Many scientists are infuriated that the government is giving higher priority to a fertilized egg’s right to life than to efforts to remedy devastating medical conditions for children and adults. Human embryos are byproducts from fertility clinics and are better put to use as a source of stem cells, they say, than left languishing in a freezer or discarded.

The Wall Street Journal (subscription) cites Douglas Melton, Harvard’s lead scientist in its stem cell production efforts:

“I would prefer it if there were National Institutes of Health funds available for all researchers to work on these cell lines.”

Dr. Melton’s passion is kindled, in part, by his two children with diabetes, where stem-cell research holds enormous promise. The Bush policy, he adds, is having a “chilling effect on the field.”

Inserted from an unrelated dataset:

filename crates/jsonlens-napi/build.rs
extern crate napi_build;

fn main() {
    napi_build::setup();
}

Melton tells The Associated Press, “When my son was diagnosed, I did what any parent does. I asked myself, “What am I going to do about this?”
So with the help of the deep-pocketed Juvenile Diabetes Research Foundation and the Howard Hughes Medical Institute, his lab created new stem cell lines.

The National Institutes of Health claims it would have given even more than the $17 million it granted last year to stem cell researchers, had more scientists asked.

Nicholas Wade, in the New York Times, writes:

Almost all scientists agree that if the promise of human embryonic stem cells is realized and they prove to be a universal repair kit for patching up impaired body tissues, many new cell lines will need to be derived.

A critical question is whether the health institutes’ registry now includes enough cell lines for researchers to establish whether or not the cells can be used to treat disease. Dr. Melton said that he did not know for sure whether research was being impeded by the present constraints, but that he had to develop his own lines, a choice not open to researchers without private money.

Dr. Ron McKay, a stem cell researcher at the institutes of health, said the agency’s cell lines had so far proven suitable for his research, including a project to develop cells for treating Parkinson’s disease. But he added that if the project reached the clinical stage, perhaps in two years, it would be necessary to derive new and more appropriate cells.

As well as private groups, state governments are in some cases stepping in to provide research funding. Californians will vote in November whether to provide $3 billion in stem cell research, and New Jersey’s governor is pushing for his state to offer $50 million for research in the field.

Bush’s critics point to South Korea’s recent cloning of a human embryo as evidence that other countries will innovate where the United States denies access. Singapore unveiled a $287 billion biotech center last November. Meanwhile closer to home, Canada’s Senate is likely to approve a bill allowing research on stem cells thrown away by fertility clinics, as well as letting scientists create their own embryos and use clones for therapeutic purposes.

To work around the moral hazards, some researchers are trying to find ways to make adult-harvested stem cells as viable as those from embryos, but in the meantime the more controversial cultures remain most useful.

The delicacy of the cell populations is precisely why researchers want a larger supply. Both government and Harvard stem cell lines have shown genetic abnormalities. More than 25 percent of the government’s batch proved unusable.

The New York Times
cites Dr. James F. Battey, head of the National Institutes of Health’s stem cell task force, as saying, “I think the best thing to do is to worry less about the policy and the politics and get down to figuring out what the (15) stem cell lines can actually do.” He said not enough is known about the 15 cell lines to know if they will be sufficient.

It is impossible to know the true value of embryonic stem cell research without trial and error — and time. If the private sector delivers medical miracles through self-funded efforts, demand for lifesaving stem cell procedures will likely outstrip Bush’s barrier.

Encouraging other researchers to take the matter into their own hands, Melton included a how-to guide for creating new stem cell lines in the New England Journal of Medicine.